For an interesting dive into the social and legal currents surrounding this case, check out this .pdf edition of Criminal Bar Quarterly.
* The method of execution was not announced, and to my knowledge has not been conclusively documented. Gunshot was the longtime standby for Chinese executions, but China has shifted heavily towards lethal injection in recent years; it’s generally assumed that Zheng suffered the latter fate.
On this date in 1999, America’s obesity epidemic met Florida’s death penalty politics in the ugly electrocution of Allen Lee “Tiny” Davis.
The reader will discern that Tiny earned his nickname ironically. Reportedly 159 kg (350 pounds) at his death, he’d put his ample heft to work bludgeoning a pregnant mother of two beyond recognition with a revolver handle back in 1982 … and then shooting to death the now-motherless two.
As his appeals meandered through the courts, Davis got fatter — and got high blood pressure, arthritis, hypertension and a wheelchair. Meanwhile, the death penalty was meandering its own way across the weird political chessboard of the Sunshine State.
For the American death penalty nowadays, it’s Texas and then everyone else … but time was that Florida was the capital of capital punishment.
It conducted the first “modern” involuntary execution in 1979. It had carried out three executions before anyone else had more than one. And when the the drip-drip-drip pace of one or two execution nationwide per year in the early 1980’s finally burst into a torrent, Florida led the way with eight of the 21 executions in 1984.
Not until late in 1986 did Texas overtake Florida in the body count sweepstakes.
All that time, Florida was happily using its vintage electric chair, Old Sparky (one of several electric chairs with that moniker), built in 1923 of 100% oak wood and prison labor. And the more the chair’s quasi-medieval ickiness drove other states to lethal injection, the more Floridians cherished electrocution.
Law-and-order Tampa mayor Bob Martinez won the governorship in 1986 on the promise that “Florida’s electric bill will go up.” There was a high-profile botch in 1990, and another in 1997 — flames shooting from the inmates’ heads.

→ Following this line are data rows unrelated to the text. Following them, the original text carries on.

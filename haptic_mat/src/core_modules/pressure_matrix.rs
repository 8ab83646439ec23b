// THEORY:
// The `PressureMatrix` is the most fundamental unit of the sensing system. It is a
// "dumb" data container for one snapshot of the mat: a fixed 48x48 grid of raw
// 16-bit sensor readings, plus a few single-frame summaries.
//
// Key architectural principles:
// 1.  **Dense storage, sparse iteration**: The full grid lives in a fixed-size array
//     so that decoding is a direct index write. Everything downstream only cares
//     about the handful of cells that are actually pressed, so `active_points`
//     extracts them once into a small ordered list.
// 2.  **Value semantics**: A matrix is produced once per decode and passed by value
//     through the pipeline. No stage mutates a matrix it did not create.
// 3.  **No history**: A matrix knows nothing about previous frames.

use crate::error::{MatError, Result};
use std::fmt;

/// Number of sensor rows on the mat.
pub const ROWS: usize = 48;
/// Number of sensor columns on the mat.
pub const COLS: usize = 48;

/// A cell position on the mat. Rows run front to back, columns left to right.
#[derive(Debug, Clone, Copy, PartialEq, Eq, Hash, PartialOrd, Ord)]
pub struct Coord {
    pub row: usize,
    pub column: usize,
}

impl Coord {
    pub fn new(row: usize, column: usize) -> Self {
        Self { row, column }
    }

    pub fn is_on_mat(&self) -> bool {
        self.row < ROWS && self.column < COLS
    }
}

/// A single pressed cell.
#[derive(Debug, Clone, Copy, PartialEq, Eq)]
pub struct ActivePoint {
    pub coord: Coord,
    /// Raw sensor reading, always > 0.
    pub pressure: u16,
}

/// One full snapshot of the mat.
#[derive(Clone, PartialEq, Eq)]
pub struct PressureMatrix {
    cells: Box<[[u16; COLS]; ROWS]>,
}

impl Default for PressureMatrix {
    fn default() -> Self {
        Self {
            cells: Box::new([[0; COLS]; ROWS]),
        }
    }
}

impl PressureMatrix {
    /// An all-zero matrix.
    pub fn new() -> Self {
        Self::default()
    }

    /// Builds a matrix from `(row, column, value)` triples. Later triples overwrite
    /// earlier ones at the same cell.
    pub fn from_points(points: &[(usize, usize, u16)]) -> Result<Self> {
        let mut matrix = Self::new();
        for &(row, column, value) in points {
            matrix.set(row, column, value)?;
        }
        Ok(matrix)
    }

    pub fn get(&self, row: usize, column: usize) -> Option<u16> {
        self.cells.get(row).and_then(|r| r.get(column)).copied()
    }

    pub fn set(&mut self, row: usize, column: usize, value: u16) -> Result<()> {
        if !Coord::new(row, column).is_on_mat() {
            return Err(MatError::CoordinateOutOfRange { row, column });
        }
        self.cells[row][column] = value;
        Ok(())
    }

    /// Every non-zero cell, in row-major order.
    pub fn active_points(&self) -> Vec<ActivePoint> {
        let mut points = Vec::new();
        for (row, cells) in self.cells.iter().enumerate() {
            for (column, &pressure) in cells.iter().enumerate() {
                if pressure > 0 {
                    points.push(ActivePoint {
                        coord: Coord::new(row, column),
                        pressure,
                    });
                }
            }
        }
        points
    }

    pub fn active_count(&self) -> usize {
        self.cells.iter().flatten().filter(|&&v| v > 0).count()
    }

    pub fn total_pressure(&self) -> u64 {
        self.cells.iter().flatten().map(|&v| v as u64).sum()
    }

    pub fn max_pressure(&self) -> u16 {
        self.cells.iter().flatten().copied().max().unwrap_or(0)
    }

    /// A plain nested-vector copy for collaborators that want their own array.
    pub fn to_rows(&self) -> Vec<Vec<u16>> {
        self.cells.iter().map(|row| row.to_vec()).collect()
    }
}

impl fmt::Debug for PressureMatrix {
    fn fmt(&self, f: &mut fmt::Formatter<'_>) -> fmt::Result {
        f.debug_struct("PressureMatrix")
            .field("active_points", &self.active_count())
            .field("total_pressure", &self.total_pressure())
            .finish()
    }
}

/// Renders one hex digit (the low nibble of the reading) per cell, one line per row.
impl fmt::Display for PressureMatrix {
    fn fmt(&self, f: &mut fmt::Formatter<'_>) -> fmt::Result {
        for row in self.cells.iter() {
            for &value in row.iter() {
                write!(f, "{:x}", value & 0xF)?;
            }
            writeln!(f)?;
        }
        Ok(())
    }
}

#[cfg(test)]
mod tests {
    use super::*;

    #[test]
    fn new_matrix_is_all_zero() {
        let matrix = PressureMatrix::new();
        assert_eq!(matrix.active_count(), 0);
        assert_eq!(matrix.total_pressure(), 0);
        assert!(matrix.active_points().is_empty());
    }

    #[test]
    fn set_rejects_cells_off_the_mat() {
        let mut matrix = PressureMatrix::new();
        assert!(matches!(
            matrix.set(ROWS, 0, 1),
            Err(MatError::CoordinateOutOfRange { row: 48, column: 0 })
        ));
        assert!(matrix.set(0, COLS, 1).is_err());
        assert!(matrix.set(ROWS - 1, COLS - 1, 7).is_ok());
        assert_eq!(matrix.get(ROWS - 1, COLS - 1), Some(7));
        assert_eq!(matrix.get(ROWS, 0), None);
    }

    #[test]
    fn active_points_are_row_major() {
        let matrix = PressureMatrix::from_points(&[(5, 1, 3), (1, 9, 2), (1, 0, 4)]).unwrap();
        let coords: Vec<Coord> = matrix.active_points().iter().map(|p| p.coord).collect();
        assert_eq!(coords, vec![Coord::new(1, 0), Coord::new(1, 9), Coord::new(5, 1)]);
        assert_eq!(matrix.total_pressure(), 9);
        assert_eq!(matrix.max_pressure(), 4);
    }

    #[test]
    fn display_prints_low_nibbles() {
        let matrix = PressureMatrix::from_points(&[(0, 0, 0x1A), (0, 2, 0xF3)]).unwrap();
        let text = matrix.to_string();
        let lines: Vec<&str> = text.lines().collect();
        assert_eq!(lines.len(), ROWS);
        assert!(lines[0].starts_with("a03"));
        assert_eq!(lines[0].len(), COLS);
        assert!(lines[1].chars().all(|c| c == '0'));
    }

    #[test]
    fn to_rows_copies_every_cell() {
        let matrix = PressureMatrix::from_points(&[(2, 3, 40)]).unwrap();
        let rows = matrix.to_rows();
        assert_eq!(rows.len(), ROWS);
        assert!(rows.iter().all(|r| r.len() == COLS));
        assert_eq!(rows[2][3], 40);
    }
}
// THEORY:
// This file is the main entry point for the `haptic_mat` library crate.
// It defines the public API exposed to the outer collaborators (the monitor
// binary, the visualizer, an actuation transport).
//
// The library is organized the same way the sensing loop runs:
// - `core_modules` holds the individual stages: the serial frame protocol, the
//   two-hand clustering, hand isolation, posture analysis and actuator selection.
// - `pipeline` chains the pure stages into a single matrix -> flags call.
// - `feedback_loop` owns the device and drives one cycle after another.
//
// Nothing in this crate keeps a pressure matrix between cycles. Each stage hands
// its output to the next by value.

pub mod config;
pub mod core_modules;
pub mod error;
pub mod feedback_loop;
pub mod pipeline;

pub use config::MatConfig;
pub use error::{MatError, Result};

What was the state’s Attorney General going to do about it? “People who wish to commit murder, they’d better not do it in the state of Florida because we may have a problem with the electric chair.” Under pressure to move to lethal injection — the chair’s unsightly malfunctions were spawning legal and public relations nightmares that were gumming up the gears — the legislature voted nearly unanimously to keep Old Sparky.
And then along came a giant.
After three-quarters of a century and 266 jobs, Old Sparky was “falling apart” … and that was going to be a problem for a man of Davis’ carriage.
The killer’s lawyers argued that Davis was so fat he couldn’t conduct electricity efficiently and would be slowly cooked to death. According to Slate, Florida authorities were nervous that he’d break the chair during his electrocution and send a disconnected live cable scything into someone else in the room.
And it worked, in that it killed Tiny. But what a mess — especially when an ensuing Florida Supreme Court opinion once again upheld the constitutionality of electrocution, and a dissenting judge attached the photos on this page to his opinions. Naturally, they became a grisly Internet sensation.
Old Sparky’s custom-built successor would only manage this single execution before Florida finally got on the lethal injection bandgurney.
Or at least, it’s only managed one so far. Old electric chairs don’t die, they just fade away … and in Florida, Tiny Davis’s chair remains available for condemned prisoners who choose it. Since this date in 1999, none have.